BungeeCord ip_forward + firewall

BungeeCord uses the ip_forward setting to pass the player's real IP address to backend servers. When ip_forward: true is set in BungeeCord's config, backend servers must set bungeecord: true in their spigot.yml. However, this creates a critical vulnerability: if the backend server accepts direct connections (without the firewall rules above), anyone can connect directly and spoof any IP address, including impersonating administrators.

The firewall rules are not optional. They are a security requirement when using ip_forward.

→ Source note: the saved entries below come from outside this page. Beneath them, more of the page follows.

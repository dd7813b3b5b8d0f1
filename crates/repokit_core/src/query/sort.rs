//! Sort directives and the stable in-memory sort applier.
//!
//! # Invariants
//! - The first directive is the primary key; later ones only break ties.
//! - Sorting is stable: rows equal under every directive keep input order.
//! - Nulls sort last in both directions.

use crate::model::entity::Entity;
use crate::model::value::Value;
use crate::repo::error::{RepoError, RepoResult};
use serde::{Deserialize, Serialize};
use std::cmp::Ordering;

#[derive(Debug, Clone, Copy, PartialEq, Eq, Serialize, Deserialize)]
#[serde(rename_all = "snake_case")]
pub enum SortDirection {
    Ascending,
    Descending,
}

impl SortDirection {
    pub fn sql(self) -> &'static str {
        match self {
            Self::Ascending => "ASC",
            Self::Descending => "DESC",
        }
    }
}

/// One `(column, direction)` directive.
#[derive(Debug, Clone, PartialEq, Eq, Serialize, Deserialize)]
pub struct Sorting {
    pub column: String,
    pub direction: SortDirection,
}

impl Sorting {
    pub fn asc(column: impl Into<String>) -> Self {
        Self {
            column: column.into(),
            direction: SortDirection::Ascending,
        }
    }

    pub fn desc(column: impl Into<String>) -> Self {
        Self {
            column: column.into(),
            direction: SortDirection::Descending,
        }
    }
}

/// Ordered list of sort directives.
#[derive(Debug, Clone, Default, PartialEq, Eq, Serialize, Deserialize)]
pub struct SortSequence {
    directives: Vec<Sorting>,
}

impl SortSequence {
    pub fn new() -> Self {
        Self::default()
    }

    /// Appends a lower-precedence directive.
    pub fn then(mut self, sorting: Sorting) -> Self {
        self.directives.push(sorting);
        self
    }

    pub fn is_empty(&self) -> bool {
        self.directives.is_empty()
    }

    pub fn len(&self) -> usize {
        self.directives.len()
    }

    pub fn iter(&self) -> std::slice::Iter<'_, Sorting> {
        self.directives.iter()
    }

    /// Rejects directives on columns `E` does not declare.
    pub fn validate<E: Entity>(&self) -> RepoResult<()> {
        let schema = E::schema();
        for sorting in &self.directives {
            if !schema.has_column(&sorting.column) {
                return Err(RepoError::InvalidArgument(format!(
                    "cannot sort `{}` by unknown column `{}`",
                    schema.table, sorting.column
                )));
            }
        }
        Ok(())
    }

    /// Compares two entities under this sequence.
    pub fn compare<E: Entity>(&self, left: &E, right: &E) -> Ordering {
        for sorting in &self.directives {
            let a = left.field(&sorting.column).unwrap_or(Value::Null);
            let b = right.field(&sorting.column).unwrap_or(Value::Null);
            let ordering = match (a.is_null(), b.is_null()) {
                (true, true) => Ordering::Equal,
                (true, false) => Ordering::Greater,
                (false, true) => Ordering::Less,
                (false, false) => match sorting.direction {
                    SortDirection::Ascending => a.total_cmp(&b),
                    SortDirection::Descending => b.total_cmp(&a),
                },
            };
            if ordering != Ordering::Equal {
                return ordering;
            }
        }
        Ordering::Equal
    }

    /// Sorts in place; a no-op for an empty sequence.
    pub fn apply<E: Entity>(&self, items: &mut [E]) {
        if self.directives.is_empty() {
            return;
        }
        items.sort_by(|left, right| self.compare(left, right));
    }
}

impl FromIterator<Sorting> for SortSequence {
    fn from_iter<I: IntoIterator<Item = Sorting>>(iter: I) -> Self {
        Self {
            directives: iter.into_iter().collect(),
        }
    }
}

impl From<Sorting> for SortSequence {
    fn from(value: Sorting) -> Self {
        Self {
            directives: vec![value],
        }
    }
}

impl<'a> IntoIterator for &'a SortSequence {
    type Item = &'a Sorting;
    type IntoIter = std::slice::Iter<'a, Sorting>;

    fn into_iter(self) -> Self::IntoIter {
        self.directives.iter()
    }
}
//! Query builder and the fixed-order execution plan.
//!
//! # Responsibility
//! - Collect specification, sort sequence, paging and configuration for one
//!   read.
//! - Compile them into a `QueryPlan` whose stage order callers cannot change.
//! - Execute a plan over in-memory entities.
//!
//! # Invariants
//! - Stages always run as: before customization, filter, sort, page, load
//!   hints, after customization, tracking.
//! - Paging sees filtered and sorted rows only; filters added by the after
//!   customization narrow the page and never shift it.

use crate::model::entity::Entity;
use crate::query::config::{validate_navigation, QueryConfig, Scope, Tracking};
use crate::query::paging::{PageRequest, PagingWindow};
use crate::query::sort::{SortSequence, Sorting};
use crate::query::spec::{Spec, Specification};
use crate::repo::error::RepoResult;
use std::collections::BTreeSet;
use std::fmt::{Debug, Formatter};

/// One step of the query pipeline.
#[derive(Debug, Clone, Copy, PartialEq, Eq)]
pub enum Stage {
    BeforeCustomization,
    Filter,
    Sort,
    Page,
    LoadHints,
    AfterCustomization,
    Tracking,
}

/// The pipeline, in execution order.
pub const PIPELINE: [Stage; 7] = [
    Stage::BeforeCustomization,
    Stage::Filter,
    Stage::Sort,
    Stage::Page,
    Stage::LoadHints,
    Stage::AfterCustomization,
    Stage::Tracking,
];

/// Caller-facing description of one read.
pub struct Query<E> {
    spec: Option<Spec<E>>,
    sorting: SortSequence,
    page: Option<PageRequest>,
    config: QueryConfig<E>,
}

impl<E> Clone for Query<E> {
    fn clone(&self) -> Self {
        Self {
            spec: self.spec.clone(),
            sorting: self.sorting.clone(),
            page: self.page,
            config: self.config.clone(),
        }
    }
}

impl<E> Debug for Query<E> {
    fn fmt(&self, f: &mut Formatter<'_>) -> std::fmt::Result {
        f.debug_struct("Query")
            .field("spec", &self.spec)
            .field("sorting", &self.sorting)
            .field("page", &self.page)
            .field("config", &self.config)
            .finish()
    }
}

impl<E: Entity> Default for Query<E> {
    fn default() -> Self {
        Self::new()
    }
}

impl<E: Entity> Query<E> {
    /// Every entity, backend default order, no paging.
    pub fn new() -> Self {
        Self {
            spec: None,
            sorting: SortSequence::new(),
            page: None,
            config: QueryConfig::new(),
        }
    }

    pub fn matching(spec: impl Into<Spec<E>>) -> Self {
        Self::new().filter(spec)
    }

    /// Adds a filter; several filters combine with AND.
    pub fn filter(self, spec: impl Into<Spec<E>>) -> Self {
        let spec = spec.into();
        Self {
            spec: Some(match self.spec {
                Some(existing) => existing.and(spec),
                None => spec,
            }),
            ..self
        }
    }

    /// Appends a lower-precedence sort directive.
    pub fn sort_by(self, sorting: Sorting) -> Self {
        Self {
            sorting: self.sorting.then(sorting),
            ..self
        }
    }

    /// Replaces the whole sort sequence.
    pub fn sorted(self, sorting: SortSequence) -> Self {
        Self { sorting, ..self }
    }

    pub fn paged(self, page: PageRequest) -> Self {
        Self {
            page: Some(page),
            ..self
        }
    }

    pub fn with_config(self, config: QueryConfig<E>) -> Self {
        Self { config, ..self }
    }

    pub fn spec(&self) -> Option<&Spec<E>> {
        self.spec.as_ref()
    }

    pub fn page(&self) -> Option<PageRequest> {
        self.page
    }

    pub fn config(&self) -> &QueryConfig<E> {
        &self.config
    }

    /// Resolves customizations and validates columns and load hints.
    pub fn compile(&self) -> RepoResult<QueryPlan<E>> {
        let (base_filters, base_includes) = match self.config.before() {
            Some(customize) => customize(Scope::new()).into_parts(),
            None => (Vec::new(), BTreeSet::new()),
        };
        let (post_filters, post_includes) = match self.config.after() {
            Some(customize) => customize(Scope::new()).into_parts(),
            None => (Vec::new(), BTreeSet::new()),
        };

        let sorting = if self.sorting.is_empty() {
            self.config.sorting().clone()
        } else {
            self.sorting.clone()
        };
        sorting.validate::<E>()?;

        let mut includes = self.config.properties().clone();
        includes.extend(base_includes);
        includes.extend(post_includes);
        for path in &includes {
            validate_navigation::<E>(path)?;
        }

        Ok(QueryPlan {
            base: Spec::conjunction(base_filters),
            filter: self.spec.clone(),
            sorting,
            window: self.page.map(|page| page.window()),
            includes,
            post_filter: Spec::conjunction(post_filters),
            tracking: self.config.tracking(),
            tag: self.config.tag().map(str::to_string),
        })
    }
}

/// Compiled, backend-neutral read plan.
pub struct QueryPlan<E> {
    base: Option<Spec<E>>,
    filter: Option<Spec<E>>,
    sorting: SortSequence,
    window: Option<PagingWindow>,
    includes: BTreeSet<String>,
    post_filter: Option<Spec<E>>,
    tracking: Tracking,
    tag: Option<String>,
}

impl<E> Debug for QueryPlan<E> {
    fn fmt(&self, f: &mut Formatter<'_>) -> std::fmt::Result {
        f.debug_struct("QueryPlan")
            .field("base", &self.base)
            .field("filter", &self.filter)
            .field("sorting", &self.sorting)
            .field("window", &self.window)
            .field("includes", &self.includes)
            .field("post_filter", &self.post_filter)
            .field("tracking", &self.tracking)
            .field("tag", &self.tag)
            .finish()
    }
}

impl<E: Entity> QueryPlan<E> {
    pub fn stages(&self) -> &'static [Stage] {
        &PIPELINE
    }

    /// Filters contributed by the before customization.
    pub fn base(&self) -> Option<&Spec<E>> {
        self.base.as_ref()
    }

    pub fn filter(&self) -> Option<&Spec<E>> {
        self.filter.as_ref()
    }

    /// Base and query filters combined: everything that runs before paging.
    pub fn selection(&self) -> Option<Spec<E>> {
        Spec::conjunction(self.base.iter().chain(self.filter.iter()).cloned())
    }

    pub fn sorting(&self) -> &SortSequence {
        &self.sorting
    }

    pub fn window(&self) -> Option<PagingWindow> {
        self.window
    }

    pub fn includes(&self) -> &BTreeSet<String> {
        &self.includes
    }

    pub fn post_filter(&self) -> Option<&Spec<E>> {
        self.post_filter.as_ref()
    }

    pub fn tracking(&self) -> Tracking {
        self.tracking
    }

    pub fn tag(&self) -> Option<&str> {
        self.tag.as_deref()
    }

    /// Same plan returning at most `limit` rows from the start of its
    /// window. Plans with an after filter keep their window, so the filter
    /// still sees the full page.
    pub fn limited(&self, limit: u64) -> Self {
        let window = if self.post_filter.is_some() {
            self.window
        } else {
            Some(
                self.window
                    .unwrap_or(PagingWindow {
                        skip: 0,
                        take: u64::MAX,
                    })
                    .narrowed(limit),
            )
        };
        Self {
            base: self.base.clone(),
            filter: self.filter.clone(),
            sorting: self.sorting.clone(),
            window,
            includes: self.includes.clone(),
            post_filter: self.post_filter.clone(),
            tracking: self.tracking,
            tag: self.tag.clone(),
        }
    }

    /// Runs every stage except tracking over `items`, in pipeline order.
    ///
    /// `load` receives each result and each requested load hint.
    pub fn run_in_memory<I, L>(&self, items: I, mut load: L) -> RepoResult<Vec<E>>
    where
        I: IntoIterator<Item = E>,
        L: FnMut(&mut E, &str) -> RepoResult<()>,
    {
        let mut rows: Vec<E> = items
            .into_iter()
            .filter(|entity| {
                self.base
                    .as_ref()
                    .map_or(true, |spec| spec.is_satisfied_by(entity))
            })
            .filter(|entity| {
                self.filter
                    .as_ref()
                    .map_or(true, |spec| spec.is_satisfied_by(entity))
            })
            .collect();

        self.sorting.apply(&mut rows);

        if let Some(window) = self.window {
            rows = window.apply(rows);
        }

        for entity in &mut rows {
            for path in &self.includes {
                load(entity, path)?;
            }
        }

        if let Some(post) = &self.post_filter {
            rows.retain(|entity| post.is_satisfied_by(entity));
        }

        Ok(rows)
    }
}

#[cfg(test)]
mod tests {
    use super::{Query, PIPELINE};
    use crate::model::entity::{Entity, EntitySchema, Record};
    use crate::model::value::Value;
    use crate::query::config::QueryConfig;
    use crate::query::filter::Filter;
    use crate::query::paging::PageRequest;
    use crate::query::sort::Sorting;
    use crate::repo::error::RepoResult;

    static ROW_SCHEMA: EntitySchema = EntitySchema {
        table: "rows",
        key: "id",
        columns: &["id", "rank"],
        version: None,
        audit: None,
        navigations: &[],
    };

    #[derive(Debug, Clone, PartialEq)]
    struct Row {
        id: i64,
        rank: Option<i64>,
    }

    impl Entity for Row {
        type Key = i64;

        fn schema() -> &'static EntitySchema {
            &ROW_SCHEMA
        }

        fn key(&self) -> i64 {
            self.id
        }

        fn set_key(&mut self, key: i64) {
            self.id = key;
        }

        fn field(&self, column: &str) -> Option<Value> {
            match column {
                "id" => Some(self.id.into()),
                "rank" => Some(self.rank.into()),
                _ => None,
            }
        }

        fn from_record(record: &Record) -> RepoResult<Self> {
            Ok(Self {
                id: record.read("id")?,
                rank: record.read_or_null("rank")?,
            })
        }
    }

    fn rows() -> Vec<Row> {
        [(1, Some(3)), (2, None), (3, Some(1)), (4, Some(2)), (5, Some(3))]
            .into_iter()
            .map(|(id, rank)| Row { id, rank })
            .collect()
    }

    fn ids(rows: &[Row]) -> Vec<i64> {
        rows.iter().map(|row| row.id).collect()
    }

    #[test]
    fn stages_filter_then_sort_then_page() {
        let plan = Query::<Row>::matching(Filter::is_not_null("rank"))
            .sort_by(Sorting::desc("rank"))
            .paged(PageRequest::page(1, 2).unwrap())
            .compile()
            .unwrap();
        assert_eq!(plan.stages(), &PIPELINE);

        let page = plan.run_in_memory(rows(), |_, _| Ok(())).unwrap();
        assert_eq!(ids(&page), vec![4, 3]);
    }

    #[test]
    fn query_sort_overrides_the_config_default() {
        let config = QueryConfig::<Row>::new().with_sorting(Sorting::asc("rank").into());
        let by_default = Query::new().with_config(config.clone()).compile().unwrap();
        assert_eq!(
            ids(&by_default.run_in_memory(rows(), |_, _| Ok(())).unwrap()),
            vec![3, 4, 1, 5, 2]
        );

        let explicit = Query::new()
            .sort_by(Sorting::desc("id"))
            .with_config(config)
            .compile()
            .unwrap();
        assert_eq!(
            ids(&explicit.run_in_memory(rows(), |_, _| Ok(())).unwrap()),
            vec![5, 4, 3, 2, 1]
        );
    }

    #[test]
    fn limited_keeps_the_window_when_an_after_filter_exists() {
        let plain = Query::<Row>::new()
            .paged(PageRequest::page(1, 3).unwrap())
            .compile()
            .unwrap()
            .limited(1);
        let window = plain.window().unwrap();
        assert_eq!((window.skip, window.take), (3, 1));

        let narrowed = Query::<Row>::new()
            .paged(PageRequest::page(0, 3).unwrap())
            .with_config(
                QueryConfig::<Row>::new()
                    .with_after_customization(|scope| scope.filter(Filter::eq("rank", 1))),
            )
            .compile()
            .unwrap()
            .limited(1);
        assert_eq!(narrowed.window().map(|window| window.take), Some(3));
        let found = narrowed.run_in_memory(rows(), |_, _| Ok(())).unwrap();
        assert_eq!(ids(&found), vec![3]);
    }
}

Velocity modern forwarding

Velocity's modern forwarding mode is more secure than BungeeCord's ip_forward. It uses a shared secret (forwarding-secret) between the proxy and backend servers to cryptographically verify that connections are coming from the proxy. Even if an attacker connects directly to a backend server, they cannot forge the forwarding token without knowing the secret.

# velocity.toml
player-info-forwarding-mode = "modern"

# In each backend's paper-global.yml (Paper servers)
proxies:
  velocity:
    enabled: true
    online-mode: true
    secret: "your-random-secret-here"

If you are building a new network, use Velocity with modern forwarding. If you are running BungeeCord, consider migrating to Velocity or at minimum ensure your firewall rules are airtight.

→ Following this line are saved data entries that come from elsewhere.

impl UnitOfWork for SqliteUnitOfWork<'_> {
    fn commit_with(&self, options: &SaveOptions) -> RepoResult<u64> {
        self.save(options)
    }

    fn commit_and_refresh_changes(&self) -> RepoResult<u64> {
        let options = SaveOptions::default();
        let written = match self.save(&options) {
            Ok(written) => written,
            Err(RepoError::ConcurrencyConflict { table, key }) => {
                info!(
                    "event=commit_refresh module=db status=retry table={} key={}",
                    table, key
                );
                let snapshot = self.tracker.borrow().clone();
                match self.refresh_versions().and_then(|()| self.save(&options)) {
                    Ok(written) => written,
                    Err(err) => {
                        *self.tracker.borrow_mut() = snapshot;
                        return Err(err);
                    }
                }
            }
            Err(err) => return Err(err),
        };
        self.reload_tracked()?;
        Ok(written)
    }

    fn rollback_changes(&self) {
        self.tracker.borrow_mut().discard();
    }
}

impl EntityLoader for SqliteUnitOfWork<'_> {
    fn load_property<E: Entity>(&self, item: &mut E, navigation: &str) -> RepoResult<()> {
        store::load_navigation(self.conn, item, navigation, None)?;
        Ok(())
    }

    fn load_collection<E: Entity>(
        &self,
        item: &mut E,
        navigation: &str,
        filter: &Filter,
    ) -> RepoResult<()> {
        store::load_navigation(self.conn, item, navigation, Some(filter))?;
        Ok(())
    }

    fn reload<E: Entity>(&self, item: &mut E) -> RepoResult<bool> {
        let key = entry_key::<E>(&item.key())?;
        let key_value: Value = item.key().into();
        let mut tracker = self.tracker.borrow_mut();
        let Some((record, version)) = store::reload(self.conn, E::schema(), &key_value)? else {
            tracker.forget(&key);
            return Ok(false);
        };
        *item = E::from_record(&record)?;
        match tracker.entry_mut(&key) {
            Some(entry) => {
                entry.state = EntryState::Unchanged;
                entry.original = Some(record.clone());
                entry.record = record;
                entry.version = version;
            }
            None => tracker.observe(key, E::schema(), record, version),
        }
        Ok(true)
    }
}

fn entry_key<E: Entity>(key: &E::Key) -> RepoResult<EntryKey> {
    Ok((E::schema().table, key_of::<E>(key)?))
}

fn conflict(key: &EntryKey) -> RepoError {
    RepoError::ConcurrencyConflict {
        table: key.0,
        key: key.1.clone(),
    }
}

fn now_millis() -> i64 {
    SystemTime::now()
        .duration_since(UNIX_EPOCH)
        .map_or(0, |elapsed| {
            i64::try_from(elapsed.as_millis()).unwrap_or(i64::MAX)
        })
}

/// Writes audit columns into `record` when the commit asks for them.
fn stamp(schema: &EntitySchema, mut record: Record, options: &SaveOptions, insert: bool) -> Record {
    let (Some(audit), Some(user)) = (schema.audit, options.user_id()) else {
        return record;
    };
    let now = Value::Integer(now_millis());
    if insert {
        record.insert(audit.created_by, user.clone());
        record.insert(audit.created_at, now.clone());
    }
    record.insert(audit.updated_by, user.clone());
    record.insert(audit.updated_at, now);
    record
}

/// Repository over `E` whose reads and writes go through a unit of work.
pub struct SqliteRepository<'u, 'c, E> {
    uow: &'u SqliteUnitOfWork<'c>,
    _entity: PhantomData<fn() -> E>,
}

impl<E: Entity> SqliteRepository<'_, '_, E> {
    fn observe(&self, plan: &QueryPlan<E>, loaded: Vec<Loaded<E>>) -> RepoResult<Vec<E>> {
        if plan.tracking() == Tracking::NoTracking {
            return Ok(loaded.into_iter().map(|row| row.entity).collect());
        }
        let mut tracker = self.uow.tracker.borrow_mut();
        let mut entities = Vec::with_capacity(loaded.len());
        for row in loaded {
            let key = entry_key::<E>(&row.entity.key())?;
            tracker.observe(key, E::schema(), row.record, row.version);
            entities.push(row.entity);
        }
        Ok(entities)
    }
}

impl<E: Entity> Reader<E> for SqliteRepository<'_, '_, E> {
    fn execute(&self, plan: &QueryPlan<E>) -> RepoResult<Vec<E>> {
        let loaded = store::load_plan(self.uow.conn, plan, self.uow.config.max_page_size)?;
        self.observe(plan, loaded)
    }

    fn count(&self, query: &Query<E>) -> RepoResult<u64> {
        store::count_plan(
            self.uow.conn,
            &query.compile()?,
            self.uow.config.max_page_size,
        )
    }

    fn any(&self, query: &Query<E>) -> RepoResult<bool> {
        store::exists_plan(
            self.uow.conn,
            &query.compile()?,
            self.uow.config.max_page_size,
        )
    }

    fn all(&self, query: &Query<E>, spec: &Spec<E>) -> RepoResult<bool> {
        store::all_plan(
            self.uow.conn,
            &query.compile()?,
            spec,
            self.uow.config.max_page_size,
        )
    }
}

impl<E: Entity> Writer<E> for SqliteRepository<'_, '_, E> {
    fn add(&self, item: E) -> RepoResult<()> {
        let key = entry_key::<E>(&item.key())?;
        let record = item.to_record();
        let mut tracker = self.uow.tracker.borrow_mut();
        match tracker.get(&key).cloned() {
            Some(entry) if entry.state == EntryState::Deleted => {
                tracker.put(
                    key,
                    E::schema(),
                    EntryState::Modified,
                    record,
                    entry.original,
                    entry.version,
                );
            }
            Some(_) => {
                return Err(RepoError::InvalidArgument(format!(
                    "`{}` key {} is already tracked",
                    key.0, key.1
                )));
            }
            None => tracker.put(key, E::schema(), EntryState::Added, record, None, None),
        }
        Ok(())
    }

    fn remove(&self, item: &E) -> RepoResult<()> {
        let key = entry_key::<E>(&item.key())?;
        let mut tracker = self.uow.tracker.borrow_mut();
        match tracker.get(&key).cloned() {
            Some(entry) if entry.state == EntryState::Added => tracker.forget(&key),
            Some(entry) => tracker.put(
                key,
                E::schema(),
                EntryState::Deleted,
                entry.record,
                entry.original,
                entry.version,
            ),
            None => tracker.put(
                key,
                E::schema(),
                EntryState::Deleted,
                item.to_record(),
                None,
                None,
            ),
        }
        Ok(())
    }

    fn modify(&self, item: &E) -> RepoResult<()> {
        let key = entry_key::<E>(&item.key())?;
        let record = item.to_record();
        let mut tracker = self.uow.tracker.borrow_mut();
        match tracker.get(&key).cloned() {
            Some(entry) if entry.state == EntryState::Deleted => {
                return Err(RepoError::InvalidArgument(format!(
                    "`{}` key {} is marked for deletion",
                    key.0, key.1
                )));
            }
            Some(entry) if entry.state == EntryState::Added => {
                tracker.put(key, E::schema(), EntryState::Added, record, None, None);
            }
            Some(entry) => tracker.put(
                key,
                E::schema(),
                EntryState::Modified,
                record,
                entry.original,
                entry.version,
            ),
            None => tracker.put(key, E::schema(), EntryState::Modified, record, None, None),
        }
        Ok(())
    }

    fn track_item(&self, item: &E) -> RepoResult<()> {
        let key = entry_key::<E>(&item.key())?;
        let record = item.to_record();
        self.uow
            .tracker
            .borrow_mut()
            .observe(key, E::schema(), record, None);
        Ok(())
    }

    fn delete_many(&self, spec: Spec<E>) -> RepoResult<u64> {
        store::delete_many(self.uow.conn, &spec)
    }

    fn update_many(&self, spec: Spec<E>, update: &Update) -> RepoResult<u64> {
        store::update_many(self.uow.conn, &spec, update)
    }
}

TCPShield and Cosmic Guard as reverse proxies

TCPShield and Cosmic Guard are Minecraft-specific reverse proxy services that sit in front of your BungeeCord/Velocity proxy. They act as a CDN for Minecraft traffic, absorbing DDoS attacks before they reach your infrastructure. Players connect to TCPShield's anycast network, and TCPShield forwards clean traffic to your proxy.

These services are particularly valuable because they understand the Minecraft protocol. They can filter bot joins, rate-limit connections, and block known attack patterns at the application layer, something a generic DDoS protection service cannot do.

Server.properties Hardening

The default server.properties file leaves several attack surfaces open. These settings should be changed on every Minecraft server exposed to the internet.

Disable the query protocol

# server.properties
enable-query=false

Unless you specifically need the query protocol for a server list or monitoring tool, disable it. This closes the UDP attack surface on port 25565 and eliminates the amplification vector. Most modern server list websites and monitoring tools use the TCP server list ping instead, which does not require the query protocol.

Disable or restrict RCON

# server.properties
enable-rcon=false

# If RCON is required, bind it to localhost only
rcon.port=25575
# Then use SSH tunneling to access RCON remotely

RCON provides full server console access. If an attacker brute-forces the RCON password, they have complete control of the server. Disable RCON unless you specifically need it, and if you do need it, bind it to localhost and access it through an SSH tunnel.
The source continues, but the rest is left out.